Stir with ice, strain into a cocktail glass, and garnish with the cherry.

Don’t be quite like Washington

Today’s Oregonian editorial urges Oregon to make like Washington and privatize liquor:

It’s possible, even probable, that Oregonians will vote on same-sex marriage and marijuana legalization in November 2014, leaving the state one measure short of a following-Washington’s-footsteps trifecta. That spot may — and should — be filled by an initiative privatizing liquor sales. It’s time to drag booze regulation out of the 1930s.

I’m with them on this, but they oversell the case a bit in using Washington as a model. This paragraph in particular seems disingenuous:

Despite the initial price shock, Washingtonians bought more booze than they did the year before. It’s simply far more convenient to buy liquor at Safeway or Costco, as Washingtonians now can, than to make a separate trip to a state liquor store. And consumer choices have increased thanks to the appearance of popular store brands, says Gilliam.

I think it’s fair to say that the appeal of these “popular store brands” lies more in price than in quality. And that’s fine. I’ve said before that we shouldn’t force mainstream consumers to pay higher prices so that booze nerds can buy esoteric spirits. But let’s not pretend there’s no potential trade-off here. The OLCC, to its credit, has become quite good at placing special orders compared to other control states. (Trust me, I used to live in Virginia.) It’s also acted as an incubator for Oregon distillers. This seems at least partly because the agency is not a pure maximizer of profits.

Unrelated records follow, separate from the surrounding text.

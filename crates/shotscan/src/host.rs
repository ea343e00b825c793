//! Read-only access to the host application's open scene.
//!
//! The scanner never talks to a 3D application directly. Everything it needs
//! goes through [`SceneHost`], so a live integration and a recorded
//! [`SceneSnapshot`] are interchangeable.

use std::fmt;
use std::path::{Path, PathBuf};

use serde::{Deserialize, Serialize};

/// Fully-qualified path of a scene graph node, e.g. `|grp1|geo`.
#[derive(Debug, Clone, PartialEq, Eq, Hash, Serialize, Deserialize)]
#[serde(transparent)]
pub struct NodeId(String);

impl NodeId {
    pub fn new(path: impl Into<String>) -> Self {
        NodeId(path.into())
    }

    /// The display path of this node.
    pub fn path(&self) -> &str {
        &self.0
    }
}

impl fmt::Display for NodeId {
    fn fmt(&self, f: &mut fmt::Formatter<'_>) -> fmt::Result {
        f.write_str(&self.0)
    }
}

/// Node type tags the scanner asks about.
#[derive(Debug, Clone, Copy, PartialEq, Eq, Hash, Serialize, Deserialize)]
#[serde(rename_all = "camelCase")]
pub enum NodeType {
    Mesh,
    Transform,
    Camera,
    Light,
    RenderLayer,
    #[serde(other)]
    Other,
}

/// Scene queries the scanner depends on.
///
/// All methods are read-only.
pub trait SceneHost {
    /// Path of the open scene, or `None` if it was never saved.
    fn current_scene_path(&self) -> Option<PathBuf>;

    /// Top-level nodes (no parent), in the host's enumeration order.
    fn root_group_nodes(&self) -> Vec<NodeId>;

    /// Whether the subtree under `node` contains a node of `node_type`.
    fn has_descendant_of_type(&self, node: &NodeId, node_type: NodeType) -> bool;

    /// Names of every node of `node_type` in the scene.
    fn nodes_of_type(&self, node_type: NodeType) -> Vec<String>;

    fn has_mesh_descendant(&self, node: &NodeId) -> bool {
        self.has_descendant_of_type(node, NodeType::Mesh)
    }

    fn render_layers(&self) -> Vec<String> {
        self.nodes_of_type(NodeType::RenderLayer)
    }
}

/// Errors loading a [`SceneSnapshot`].
#[derive(Debug, thiserror::Error)]
pub enum SnapshotError {
    #[error("failed to read scene snapshot '{}': {source}", .path.display())]
    Io {
        path: PathBuf,
        #[source]
        source: std::io::Error,
    },

    #[error("invalid scene snapshot: {0}")]
    Parse(#[from] serde_yaml::Error),
}

/// A root group and the node types found beneath it.
#[derive(Debug, Clone, PartialEq, Serialize, Deserialize)]
pub struct GroupSnapshot {
    pub path: String,
    #[serde(default)]
    pub descendants: Vec<NodeType>,
}

/// A static description of a scene that implements [`SceneHost`].
///
/// Snapshots are written in YAML (or JSON, which YAML accepts):
///
/// ```yaml
/// path: /proj/shot010/work/maya/shot010_v003.ma
/// groups:
///   - path: "|grp1"
///     descendants: [transform, mesh]
///   - path: "|grp2"
/// render_layers: [defaultRenderLayer, fx]
/// ```
///
/// They double as an in-memory fake for tests:
///
/// ```
/// use shotscan::{NodeType, SceneHost, SceneSnapshot};
///
/// let scene = SceneSnapshot::new()
///     .with_path("/proj/shot010_v003.ma")
///     .with_group("|grp1", [NodeType::Mesh])
///     .with_render_layer("fx");
///
/// let roots = scene.root_group_nodes();
/// assert!(scene.has_mesh_descendant(&roots[0]));
/// assert_eq!(scene.render_layers(), ["fx"]);
/// ```
#[derive(Debug, Clone, Default, PartialEq, Serialize, Deserialize)]
pub struct SceneSnapshot {
    #[serde(default)]
    pub path: Option<PathBuf>,
    #[serde(default)]
    pub groups: Vec<GroupSnapshot>,
    #[serde(default)]
    pub render_layers: Vec<String>,
}

impl SceneSnapshot {
    /// An unsaved, empty scene.
    pub fn new() -> Self {
        Self::default()
    }

    pub fn with_path(mut self, path: impl Into<PathBuf>) -> Self {
        self.path = Some(path.into());
        self
    }

    pub fn with_group<I>(mut self, path: impl Into<String>, descendants: I) -> Self
    where
        I: IntoIterator<Item = NodeType>,
    {
        self.groups.push(GroupSnapshot {
            path: path.into(),
            descendants: descendants.into_iter().collect(),
        });
        self
    }

    pub fn with_render_layer(mut self, name: impl Into<String>) -> Self {
        self.render_layers.push(name.into());
        self
    }

    pub fn from_yaml_str(yaml: &str) -> Result<Self, SnapshotError> {
        Ok(serde_yaml::from_str(yaml)?)
    }

    pub fn load(path: impl AsRef<Path>) -> Result<Self, SnapshotError> {
        let path = path.as_ref();
        let text = std::fs::read_to_string(path).map_err(|source| SnapshotError::Io {
            path: path.to_path_buf(),
            source,
        })?;
        Self::from_yaml_str(&text)
    }

    fn group(&self, node: &NodeId) -> Option<&GroupSnapshot> {
        self.groups.iter().find(|g| g.path == node.path())
    }
}

impl SceneHost for SceneSnapshot {
    fn current_scene_path(&self) -> Option<PathBuf> {
        self.path.clone()
    }

    fn root_group_nodes(&self) -> Vec<NodeId> {
        self.groups.iter().map(|g| NodeId::new(&g.path)).collect()
    }

    fn has_descendant_of_type(&self, node: &NodeId, node_type: NodeType) -> bool {
        self.group(node)
            .is_some_and(|g| g.descendants.contains(&node_type))
    }

    // Snapshots only name render layers.
    fn nodes_of_type(&self, node_type: NodeType) -> Vec<String> {
        match node_type {
            NodeType::RenderLayer => self.render_layers.clone(),
            _ => Vec::new(),
        }
    }
}
//! Rendering scan results.
//!
//! Text output is one line per item. JSON and YAML serialize the item list
//! as-is, which is what a publish UI or another tool would consume.

use clap::ValueEnum;
use serde::Serialize;
use shotscan::Item;
use thiserror::Error;

/// Errors that can occur while rendering output.
#[derive(Debug, Error)]
pub enum OutputError {
    #[error("JSON serialization failed: {0}")]
    Json(#[from] serde_json::Error),

    #[error("YAML serialization failed: {0}")]
    Yaml(#[from] serde_yaml::Error),
}

/// Value of the `--output` flag.
#[derive(Debug, Clone, Copy, PartialEq, Eq, Default, ValueEnum)]
pub enum OutputFormat {
    /// One line per item
    #[default]
    Text,
    /// Pretty-printed JSON array
    Json,
    /// YAML sequence
    Yaml,
}

/// Renders `items` in the requested format. The result ends with a newline.
pub fn render(items: &[Item], format: OutputFormat) -> Result<String, OutputError> {
    match format {
        OutputFormat::Text => Ok(to_text(items)),
        OutputFormat::Json => Ok(format!("{}\n", to_json(items)?)),
        OutputFormat::Yaml => to_yaml(items),
    }
}

fn to_json<T: Serialize + ?Sized>(data: &T) -> Result<String, OutputError> {
    Ok(serde_json::to_string_pretty(data)?)
}

fn to_yaml<T: Serialize + ?Sized>(data: &T) -> Result<String, OutputError> {
    Ok(serde_yaml::to_string(data)?)
}

fn to_text(items: &[Item]) -> String {
    let width = items
        .iter()
        .map(|i| i.item_type.len())
        .max()
        .unwrap_or(0);

    let mut out = String::new();
    for item in items {
        out.push_str(&format!("{:<width$}  {}", item.item_type, item.name));
        if let Some(path) = item.path() {
            out.push_str("  ");
            out.push_str(path);
        }
        out.push('\n');
    }
    out
}
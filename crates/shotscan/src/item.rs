//! The items a scan hands back to the publish UI.

use std::collections::BTreeMap;
use std::path::Path;

use serde::{Deserialize, Serialize};
use serde_json::Value;

/// Well-known item types. Any other string is passed through untouched.
pub mod types {
    /// The open scene file itself.
    pub const WORK_FILE: &str = "work_file";
    /// A root group containing geometry.
    pub const MESH_GROUP: &str = "mesh_group";
    /// Images already rendered for a render layer.
    pub const RENDERED_IMAGE: &str = "rendered_image";
}

/// One publishable candidate.
///
/// # Example
///
/// ```
/// use shotscan::Item;
///
/// let item = Item::new("rendered_image", "masterLayer")
///     .with_param("path", "/proj/render/masterLayer/shot010.%04d.exr");
/// assert!(item.selected);
/// assert!(!item.required);
/// assert_eq!(item.path(), Some("/proj/render/masterLayer/shot010.%04d.exr"));
/// ```
#[derive(Debug, Clone, PartialEq, Serialize, Deserialize)]
pub struct Item {
    #[serde(rename = "type")]
    pub item_type: String,

    pub name: String,

    #[serde(default, skip_serializing_if = "Option::is_none")]
    pub description: Option<String>,

    /// Initial selection state in the UI.
    #[serde(default = "default_selected")]
    pub selected: bool,

    /// Required items cannot be deselected.
    #[serde(default)]
    pub required: bool,

    /// Passed through to the downstream publish steps.
    #[serde(default, skip_serializing_if = "BTreeMap::is_empty")]
    pub other_params: BTreeMap<String, Value>,
}

fn default_selected() -> bool {
    true
}

impl Item {
    pub fn new(item_type: impl Into<String>, name: impl Into<String>) -> Self {
        Item {
            item_type: item_type.into(),
            name: name.into(),
            description: None,
            selected: true,
            required: false,
            other_params: BTreeMap::new(),
        }
    }

    pub fn with_description(mut self, description: impl Into<String>) -> Self {
        self.description = Some(description.into());
        self
    }

    pub fn with_selected(mut self, selected: bool) -> Self {
        self.selected = selected;
        self
    }

    pub fn with_required(mut self, required: bool) -> Self {
        self.required = required;
        self
    }

    pub fn with_param(mut self, key: impl Into<String>, value: impl Into<Value>) -> Self {
        self.other_params.insert(key.into(), value.into());
        self
    }

    /// Attaches a filesystem path under `other_params.path`.
    pub fn with_path(self, path: &Path) -> Self {
        self.with_param("path", path.to_string_lossy().into_owned())
    }

    /// The `other_params.path` entry, if it is a string.
    pub fn path(&self) -> Option<&str> {
        self.other_params.get("path").and_then(Value::as_str)
    }

    pub fn is_type(&self, item_type: &str) -> bool {
        self.item_type == item_type
    }
}
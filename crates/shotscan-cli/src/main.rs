use std::process::ExitCode;

use clap::Parser;
use shotscan_cli::{run, Cli};

fn main() -> ExitCode {
    let cli = Cli::parse();

    env_logger::Builder::new()
        .filter_level(cli.log_level())
        .parse_default_env()
        .init();

    match run(&cli) {
        Ok(out) => {
            print!("{out}");
            ExitCode::SUCCESS
        }
        Err(e) => {
            eprintln!("error: {e:#}");
            ExitCode::FAILURE
        }
    }
}
//! Scan configuration.

use serde::{Deserialize, Serialize};

/// Template used to parse the open scene's path.
pub const DEFAULT_WORK_TEMPLATE: &str = "maya_shot_work";

/// Template searched for rendered images.
pub const DEFAULT_RENDER_TEMPLATE: &str = "maya_shot_render";

/// The template names a scan resolves against.
///
/// ```
/// use shotscan::ScanConfig;
///
/// let config: ScanConfig = serde_yaml::from_str("render_template: comp_render").unwrap();
/// assert_eq!(config.work_template, "maya_shot_work");
/// assert_eq!(config.render_template, "comp_render");
/// ```
#[derive(Debug, Clone, PartialEq, Eq, Serialize, Deserialize)]
#[serde(default)]
pub struct ScanConfig {
    pub work_template: String,
    pub render_template: String,
}

impl Default for ScanConfig {
    fn default() -> Self {
        ScanConfig {
            work_template: DEFAULT_WORK_TEMPLATE.to_string(),
            render_template: DEFAULT_RENDER_TEMPLATE.to_string(),
        }
    }
}

impl ScanConfig {
    pub fn with_work_template(mut self, name: impl Into<String>) -> Self {
        self.work_template = name.into();
        self
    }

    pub fn with_render_template(mut self, name: impl Into<String>) -> Self {
        self.render_template = name.into();
        self
    }
}
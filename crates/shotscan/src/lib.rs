//! Scene item discovery for publishing.
//!
//! `shotscan` looks at the open 3D scene and lists what could be published
//! from it: the scene file itself, root groups holding geometry, and render
//! layers whose images are already on disk.
//!
//! The host application and the template engine are both reached through
//! traits ([`SceneHost`], [`TemplateEngine`]) so the scan logic runs the same
//! against a live session, a recorded [`SceneSnapshot`], or test fakes.
//!
//! # Output Order
//!
//! ```text
//! work_file            (always exactly one, first)
//! mesh_group ...       (one per root group with a mesh, host order)
//! rendered_image ...   (one per render layer with a match on disk)
//! ```
//!
//! # Layer Names
//!
//! The default render layer is known internally as `defaultRenderLayer` but
//! renders out as `masterLayer`. [`canonical_layer_name`] rewrites every
//! occurrence of the former before the name is used as a template field.

mod config;
mod engine;
mod error;
mod host;
mod item;
mod scan;

pub use config::{ScanConfig, DEFAULT_RENDER_TEMPLATE, DEFAULT_WORK_TEMPLATE};
pub use engine::{MockTemplateEngine, TemplateEngine};
pub use error::ScanError;
pub use host::{GroupSnapshot, NodeId, NodeType, SceneHost, SceneSnapshot, SnapshotError};
pub use item::{types, Item};
pub use scan::{
    canonical_layer_name, normalize_lexically, render_fields, scan_scene, scene_base_name, scene_file_name,
    SceneScanner, DEFAULT_LAYER, LAYER_NAME_FIELD, MASTER_LAYER, SCENE_NAME_FIELD, VERSION_FIELD,
};
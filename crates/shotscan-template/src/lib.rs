//! Path templates with typed fields.
//!
//! A template is a path pattern such as
//! `{Shot}/render/{maya.layer_name}/{name}.{SEQ}.exr`. This crate supports the
//! three things a pipeline does with one:
//!
//! - **Extract**: parse the fields out of a concrete path that matches exactly
//! - **Apply**: build a path from a field set, falling back to key defaults
//! - **Search**: find paths on disk that fit the template when only some
//!   fields are known, with the rest acting as wildcards
//!
//! # Quick Start
//!
//! ```rust
//! use shotscan_template::{TemplateRegistry, FieldValue};
//!
//! let registry = TemplateRegistry::from_yaml_str(r#"
//! root: /proj
//! keys:
//!   name: { type: str }
//!   version: { type: int, format_spec: "03" }
//! paths:
//!   work: "work/{name}_v{version}.ma"
//! "#).unwrap();
//!
//! let work = registry.template("work").unwrap();
//! let fields = work.extract_fields("/proj/work/shot010_v003.ma").unwrap();
//! assert_eq!(fields["version"], FieldValue::Int(3));
//! ```
//!
//! # Key Types
//!
//! | Type | Matches | Notes |
//! |------|---------|-------|
//! | `str` | one path component's worth of text | `choices`, `filter_by` narrow it |
//! | `int` | digits | `format_spec: "0N"` zero-pads |
//! | `sequence` | frame numbers or `%04d` / `####` / `@@@@` | collapsed by [`abstract_paths`] |

mod error;
mod finder;
mod key;
mod registry;
mod template;
mod value;

pub use error::{Result, TemplateError};
pub use finder::{abstract_paths, find_paths};
pub use key::{FilterBy, Key, KeyKind, KeySpec};
pub use registry::{PathEntry, RegistryConfig, TemplateRegistry};
pub use template::Template;
pub use value::{fields, FieldValue, Fields};
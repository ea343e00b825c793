//! Error types for the template crate.

use std::io;
use std::path::PathBuf;

use thiserror::Error;

/// Errors that can occur when loading, applying, or searching templates.
#[derive(Debug, Error)]
pub enum TemplateError {
    /// The template configuration could not be parsed.
    #[error("invalid template configuration: {0}")]
    Config(#[from] serde_yaml::Error),

    /// Reading a configuration file or walking a directory failed.
    #[error("failed to read '{}': {source}", .path.display())]
    Io {
        path: PathBuf,
        #[source]
        source: io::Error,
    },

    /// No template is registered under the requested name.
    #[error("template '{name}' is not registered")]
    NotFound { name: String },

    /// A template definition references a key that was never declared.
    #[error("template '{template}' references undeclared key '{key}'")]
    UnknownKey { template: String, key: String },

    /// A template definition is malformed.
    #[error("template '{template}' is malformed: {message}")]
    Syntax { template: String, message: String },

    /// A key declares a format spec this crate does not understand.
    #[error("key '{key}' has unsupported format_spec '{spec}'")]
    InvalidFormatSpec { key: String, spec: String },

    /// A path does not conform to the template's pattern.
    #[error("path '{path}' does not match template '{template}'")]
    NoMatch { template: String, path: String },

    /// Applying fields failed because a key had no value and no default.
    #[error("template '{template}' needs a value for '{key}'")]
    MissingField { template: String, key: String },

    /// A value cannot be represented by a key.
    #[error("value '{value}' is not valid for key '{key}'")]
    InvalidValue { key: String, value: String },

    /// A generated pattern failed to compile.
    #[error("invalid pattern: {0}")]
    Regex(#[from] regex::Error),
}

impl TemplateError {
    pub(crate) fn io(path: impl Into<PathBuf>, source: io::Error) -> Self {
        Self::Io {
            path: path.into(),
            source,
        }
    }

    pub(crate) fn invalid_value(key: &str, value: impl ToString) -> Self {
        Self::InvalidValue {
            key: key.to_string(),
            value: value.to_string(),
        }
    }
}

/// Result type for template operations.
pub type Result<T> = std::result::Result<T, TemplateError>;
//! Searching the filesystem for paths that fit a template.
//!
//! The search walks one path component at a time. Components whose keys are
//! all bound are joined directly; the rest are matched against each directory
//! entry, visited in lexicographic order. Every candidate is re-checked with
//! [`Template::extract_fields`] so that keys repeated across components stay
//! consistent.

use std::collections::HashSet;
use std::io;
use std::path::{Path, PathBuf};

use log::{debug, trace};

use crate::error::{Result, TemplateError};
use crate::template::{Segment, Template};
use crate::value::Fields;

/// Finds existing paths matching `template` with `fields` bound.
///
/// Keys missing from `fields` match any value. A directory that does not
/// exist simply yields nothing.
pub fn find_paths(template: &Template, fields: &Fields) -> Result<Vec<PathBuf>> {
    let segments = template.segments(fields)?;

    let mut candidates = Vec::new();
    match segments.split_first() {
        // Absolute definitions start with an empty component.
        Some((Segment::Literal(first), rest)) if first.is_empty() => {
            walk(Path::new("/"), rest, &mut candidates)?
        }
        _ => walk(Path::new(""), &segments, &mut candidates)?,
    }

    let found: Vec<PathBuf> = candidates
        .into_iter()
        .filter(|path| match template.extract_fields(path) {
            Ok(extracted) => template.agrees_with(fields, &extracted),
            Err(_) => false,
        })
        .collect();

    debug!(
        "template '{}' matched {} path(s) on disk",
        template.name(),
        found.len()
    );
    Ok(found)
}

/// Like [`find_paths`], but every `sequence` key is collapsed to its abstract
/// token (`%04d`), so a rendered frame range shows up as one path.
///
/// Duplicates are dropped; the first-seen order is kept.
pub fn abstract_paths(template: &Template, fields: &Fields) -> Result<Vec<PathBuf>> {
    let mut seen = HashSet::new();
    let mut out = Vec::new();

    for path in find_paths(template, fields)? {
        let mut extracted = template.extract_fields(&path)?;
        for key in template.keys() {
            if let Some(token) = key.abstract_value() {
                extracted.insert(key.name().to_string(), token);
            }
        }
        let abstracted = template.apply_fields(&extracted)?;
        if seen.insert(abstracted.clone()) {
            out.push(abstracted);
        }
    }
    Ok(out)
}

fn walk(base: &Path, segments: &[Segment], out: &mut Vec<PathBuf>) -> Result<()> {
    let Some((segment, rest)) = segments.split_first() else {
        return Ok(());
    };
    let last = rest.is_empty();

    match segment {
        Segment::Literal(name) => {
            let next = base.join(name);
            if last {
                if next.exists() {
                    out.push(next);
                }
            } else if next.is_dir() {
                walk(&next, rest, out)?;
            }
        }
        Segment::Pattern(re) => {
            for name in list_dir(base)? {
                if !re.is_match(&name) {
                    continue;
                }
                let next = base.join(&name);
                if last {
                    out.push(next);
                } else if next.is_dir() {
                    walk(&next, rest, out)?;
                }
            }
        }
    }
    Ok(())
}

/// Entry names of `dir`, sorted. Missing directories read as empty.
fn list_dir(dir: &Path) -> Result<Vec<String>> {
    let read_from = if dir.as_os_str().is_empty() {
        Path::new(".")
    } else {
        dir
    };
    trace!("listing {}", read_from.display());

    let entries = match std::fs::read_dir(read_from) {
        Ok(entries) => entries,
        Err(e) if e.kind() == io::ErrorKind::NotFound => return Ok(Vec::new()),
        Err(e) => return Err(TemplateError::io(read_from, e)),
    };

    let mut names = Vec::new();
    for entry in entries {
        let entry = entry.map_err(|e| TemplateError::io(read_from, e))?;
        // Non UTF-8 names can never match a template.
        if let Ok(name) = entry.file_name().into_string() {
            names.push(name);
        }
    }
    names.sort();
    Ok(names)
}

#[cfg(test)]
mod tests {
    use super::*;
    use crate::key::{FilterBy, Key};
    use crate::value::{fields, FieldValue};
    use std::collections::BTreeMap;
    use std::fs;
    use tempfile::TempDir;

    fn keys() -> BTreeMap<String, Key> {
        [
            Key::string("Shot"),
            Key::string("name").with_filter(FilterBy::Alphanumeric),
            Key::sequence("SEQ").with_padding(4),
            Key::string("maya.layer_name"),
        ]
        .into_iter()
        .map(|k| (k.name().to_string(), k))
        .collect()
    }

    fn render(root: &Path) -> Template {
        Template::parse(
            "maya_shot_render",
            "{Shot}/render/{maya.layer_name}/{name}.{SEQ}.exr",
            &keys(),
            Some(root),
        )
        .unwrap()
    }

    fn touch(root: &Path, rel: &str) {
        let path = root.join(rel);
        fs::create_dir_all(path.parent().unwrap()).unwrap();
        fs::write(path, b"").unwrap();
    }

    #[test]
    fn finds_frames_with_partial_fields() {
        let tmp = TempDir::new().unwrap();
        touch(tmp.path(), "shot010/render/masterLayer/shot010.0002.exr");
        touch(tmp.path(), "shot010/render/masterLayer/shot010.0001.exr");
        touch(tmp.path(), "shot010/render/fx/shot010.0001.exr");
        touch(tmp.path(), "shot010/render/masterLayer/notes.txt");

        let t = render(tmp.path());
        let found = find_paths(
            &t,
            &fields([("name", "shot010"), ("maya.layer_name", "masterLayer")]),
        )
        .unwrap();

        let names: Vec<String> = found
            .iter()
            .map(|p| p.file_name().unwrap().to_string_lossy().into_owned())
            .collect();
        assert_eq!(names, ["shot010.0001.exr", "shot010.0002.exr"]);
    }

    #[test]
    fn abstract_paths_collapse_sequences() {
        let tmp = TempDir::new().unwrap();
        for frame in 1..=3 {
            touch(
                tmp.path(),
                &format!("shot010/render/masterLayer/shot010.{frame:04}.exr"),
            );
        }

        let t = render(tmp.path());
        let found = abstract_paths(
            &t,
            &fields([("name", "shot010"), ("maya.layer_name", "masterLayer")]),
        )
        .unwrap();
        assert_eq!(found.len(), 1);
        assert!(found[0].ends_with("shot010/render/masterLayer/shot010.%04d.exr"));
    }

    #[test]
    fn missing_directories_yield_nothing() {
        let tmp = TempDir::new().unwrap();
        let t = render(&tmp.path().join("does-not-exist"));
        let found = find_paths(&t, &fields([("maya.layer_name", "fx")])).unwrap();
        assert!(found.is_empty());
    }

    #[test]
    fn bound_values_filter_results() {
        let tmp = TempDir::new().unwrap();
        touch(tmp.path(), "shot010/render/fx/shot010.0001.exr");
        touch(tmp.path(), "shot010/render/fx/shot020.0001.exr");

        let t = render(tmp.path());
        let found = find_paths(&t, &fields([("name", FieldValue::from("shot020"))])).unwrap();
        assert_eq!(found.len(), 1);
        assert!(found[0].ends_with("shot020.0001.exr"));
    }
}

Depending on how retail licenses are structured in a successful privatization plan, the state may end up with a less responsive supply side.

The benefit of watching Washington privatize liquor first is that we can learn from its mistakes. So here are two to keep in mind:

Keep taxes reasonable — Washington gave privatization a bad name by packaging it with extremely high taxes, the highest in the nation. As a result, consumers associate privatization with price hikes instead of the lower costs they anticipated.

Allow small retailers — Washington’s initiative generally limits new retail licenses to stores that are at least 10,000 square feet in area. This is a classic “bootleggers and Baptists” dynamic: Temperance-minded voters didn’t want proliferation of liquor licenses, and large grocers didn’t mind restricting competition. This makes it difficult to open boutique stores appealing to consumers that Costco may ignore.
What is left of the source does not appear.